Given information:
pub mod config;
pub mod csv_pipeline;
pub mod error;
pub mod models;
pub mod routes;

use worker::{Context, Env, Request, Response, Result, event};

#[event(fetch)]
async fn fetch(req: Request, env: Env, ctx: Context) -> Result<Response> {
    routes::handle(req, env, ctx).await
}
use std::path::{Path, PathBuf};
use std::process::ExitCode;
use std::str::FromStr;

use anyhow::{Context, Result, anyhow};
use clap::{Args, Parser, Subcommand};
use keyword_tables::{
    DEFAULT_KEYWORD, DEFAULT_OUTPUT_DIR, DirectorySink, DocumentInput, ExtractOptions,
    PageSelection, ResultSet, TableStrategy, archive_to_file, extract_documents,
};
use tracing_subscriber::EnvFilter;

#[derive(Debug, Parser)]
#[command(
    name = "keyword-tables",
    version,
    about = "Export the PDF tables that contain a keyword as CSV files"
)]
struct Cli {
    #[command(subcommand)]
    command: Commands,
}

#[derive(Debug, Subcommand)]
enum Commands {
    /// Search every input PDF and write one CSV per matching table.
    Extract(ExtractArgs),
}

#[derive(Debug, Args)]
struct ExtractArgs {
    /// Input PDF paths, processed in order.
    #[arg(required = true)]
    inputs: Vec<PathBuf>,

    /// Keyword to look for, case-insensitive.
    #[arg(short, long, default_value = DEFAULT_KEYWORD)]
    keyword: String,

    /// Directory receiving the CSV files; created when missing.
    #[arg(short, long, default_value = DEFAULT_OUTPUT_DIR)]
    output_dir: PathBuf,

    /// Page selection like 1-3,5.
    #[arg(long)]
    pages: Option<String>,

    /// Table detection strategy: lattice (ruled tables) or stream (borderless).
    #[arg(long, default_value = "lattice")]
    strategy: String,

    /// Output delimiter character.
    #[arg(long, default_value = ",")]
    delimiter: char,

    /// Bundle the CSV files into this ZIP and delete them afterwards.
    #[arg(long)]
    zip: Option<PathBuf>,

    /// Log skipped tables and other diagnostics.
    #[arg(short, long)]
    verbose: bool,
}

fn parse_options(args: &ExtractArgs) -> Result<ExtractOptions> {
    let pages = args
        .pages
        .as_deref()
        .map(PageSelection::from_str)
        .transpose()
        .context("failed to parse --pages")?;

    let strategy = TableStrategy::from_str(&args.strategy).context("failed to parse --strategy")?;

    let delimiter = u8::try_from(args.delimiter)
        .ok()
        .filter(u8::is_ascii)
        .ok_or_else(|| anyhow!("delimiter must be a single ASCII character"))?;

    let options = ExtractOptions {
        keyword: args.keyword.clone(),
        pages,
        strategy,
        delimiter,
    };
    options.validate().context("invalid extraction options")?;
    Ok(options)
}

fn print_report(results: &ResultSet) {
    for document in &results.documents {
        for outcome in &document.outcomes {
            println!("{}", outcome.notice(&document.keyword));
        }
        println!("{}", document.notice());
    }
}

fn write_archive(results: ResultSet, path: &Path) -> Result<()> {
    let files = results.into_exported_files();
    let written = archive_to_file(&files, path)
        .with_context(|| format!("failed to write archive '{}'", path.display()))?;
    if written {
        println!("archived {} table(s) -> {}", files.len(), path.display());
    } else {
        println!("nothing to archive");
    }
    Ok(())
}

fn run_extract(args: &ExtractArgs) -> Result<()> {
    let options = parse_options(args)?;
    let inputs = args
        .inputs
        .iter()
        .map(DocumentInput::from_path)
        .collect::<Vec<_>>();

    let mut sink = DirectorySink::new(&args.output_dir);
    let results = extract_documents(&inputs, &options, &mut sink);
    print_report(&results);

    if inputs.len() > 1 {
        println!(
            "total: {} table(s) exported, {} failed, {} document error(s)",
            results.len(),
            results.failure_count(),
            results.document_error_count()
        );
    }

    match &args.zip {
        Some(path) => write_archive(results, path),
        None => Ok(()),
    }
}

fn main() -> ExitCode {
    let cli = Cli::parse();
    let Commands::Extract(args) = cli.command;

    let default_filter = if args.verbose {
        "keyword_tables=debug"
    } else {
        "keyword_tables=warn"
    };
    let env_filter =
        EnvFilter::try_from_default_env().unwrap_or_else(|_| EnvFilter::new(default_filter));
    tracing_subscriber::fmt()
        .with_env_filter(env_filter)
        .with_writer(std::io::stderr)
        .without_time()
        .init();

    match run_extract(&args) {
        Ok(()) => ExitCode::SUCCESS,
        Err(error) => {
            eprintln!("error: {error:#}");
            ExitCode::from(1)
        }
    }
}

Aim of the exercise: For the records above, restate every line word for word.

Response for this exercise:
pub mod config;
pub mod csv_pipeline;
pub mod error;
pub mod models;
pub mod routes;

use worker::{Context, Env, Request, Response, Result, event};

#[event(fetch)]
async fn fetch(req: Request, env: Env, ctx: Context) -> Result<Response> {
    routes::handle(req, env, ctx).await
}
use std::path::{Path, PathBuf};
use std::process::ExitCode;
use std::str::FromStr;

use anyhow::{Context, Result, anyhow};
use clap::{Args, Parser, Subcommand};
use keyword_tables::{
    DEFAULT_KEYWORD, DEFAULT_OUTPUT_DIR, DirectorySink, DocumentInput, ExtractOptions,
    PageSelection, ResultSet, TableStrategy, archive_to_file, extract_documents,
};
use tracing_subscriber::EnvFilter;

#[derive(Debug, Parser)]
#[command(
    name = "keyword-tables",
    version,
    about = "Export the PDF tables that contain a keyword as CSV files"
)]
struct Cli {
    #[command(subcommand)]
    command: Commands,
}

#[derive(Debug, Subcommand)]
enum Commands {
    /// Search every input PDF and write one CSV per matching table.
    Extract(ExtractArgs),
}

#[derive(Debug, Args)]
struct ExtractArgs {
    /// Input PDF paths, processed in order.
    #[arg(required = true)]
    inputs: Vec<PathBuf>,

    /// Keyword to look for, case-insensitive.
    #[arg(short, long, default_value = DEFAULT_KEYWORD)]
    keyword: String,

    /// Directory receiving the CSV files; created when missing.
    #[arg(short, long, default_value = DEFAULT_OUTPUT_DIR)]
    output_dir: PathBuf,

    /// Page selection like 1-3,5.
    #[arg(long)]
    pages: Option<String>,

    /// Table detection strategy: lattice (ruled tables) or stream (borderless).
    #[arg(long, default_value = "lattice")]
    strategy: String,

    /// Output delimiter character.
    #[arg(long, default_value = ",")]
    delimiter: char,

    /// Bundle the CSV files into this ZIP and delete them afterwards.
    #[arg(long)]
    zip: Option<PathBuf>,

    /// Log skipped tables and other diagnostics.
    #[arg(short, long)]
    verbose: bool,
}

fn parse_options(args: &ExtractArgs) -> Result<ExtractOptions> {
    let pages = args
        .pages
        .as_deref()
        .map(PageSelection::from_str)
        .transpose()
        .context("failed to parse --pages")?;

    let strategy = TableStrategy::from_str(&args.strategy).context("failed to parse --strategy")?;

    let delimiter = u8::try_from(args.delimiter)
        .ok()
        .filter(u8::is_ascii)
        .ok_or_else(|| anyhow!("delimiter must be a single ASCII character"))?;

    let options = ExtractOptions {
        keyword: args.keyword.clone(),
        pages,
        strategy,
        delimiter,
    };
    options.validate().context("invalid extraction options")?;
    Ok(options)
}

fn print_report(results: &ResultSet) {
    for document in &results.documents {
        for outcome in &document.outcomes {
            println!("{}", outcome.notice(&document.keyword));
        }
        println!("{}", document.notice());
    }
}

fn write_archive(results: ResultSet, path: &Path) -> Result<()> {
    let files = results.into_exported_files();
    let written = archive_to_file(&files, path)
        .with_context(|| format!("failed to write archive '{}'", path.display()))?;
    if written {
        println!("archived {} table(s) -> {}", files.len(), path.display());
    } else {
        println!("nothing to archive");
    }
    Ok(())
}

fn run_extract(args: &ExtractArgs) -> Result<()> {
    let options = parse_options(args)?;
    let inputs = args
        .inputs
        .iter()
        .map(DocumentInput::from_path)
        .collect::<Vec<_>>();

    let mut sink = DirectorySink::new(&args.output_dir);
    let results = extract_documents(&inputs, &options, &mut sink);
    print_report(&results);

    if inputs.len() > 1 {
        println!(
            "total: {} table(s) exported, {} failed, {} document error(s)",
            results.len(),
            results.failure_count(),
            results.document_error_count()
        );
    }

    match &args.zip {
        Some(path) => write_archive(results, path),
        None => Ok(()),
    }
}

fn main() -> ExitCode {
    let cli = Cli::parse();
    let Commands::Extract(args) = cli.command;

    let default_filter = if args.verbose {
        "keyword_tables=debug"
    } else {
        "keyword_tables=warn"
    };
    let env_filter =
        EnvFilter::try_from_default_env().unwrap_or_else(|_| EnvFilter::new(default_filter));
    tracing_subscriber::fmt()
        .with_env_filter(env_filter)
        .with_writer(std::io::stderr)
        .without_time()
        .init();

    match run_extract(&args) {
        Ok(()) => ExitCode::SUCCESS,
        Err(error) => {
            eprintln!("error: {error:#}");
            ExitCode::from(1)
        }
    }
}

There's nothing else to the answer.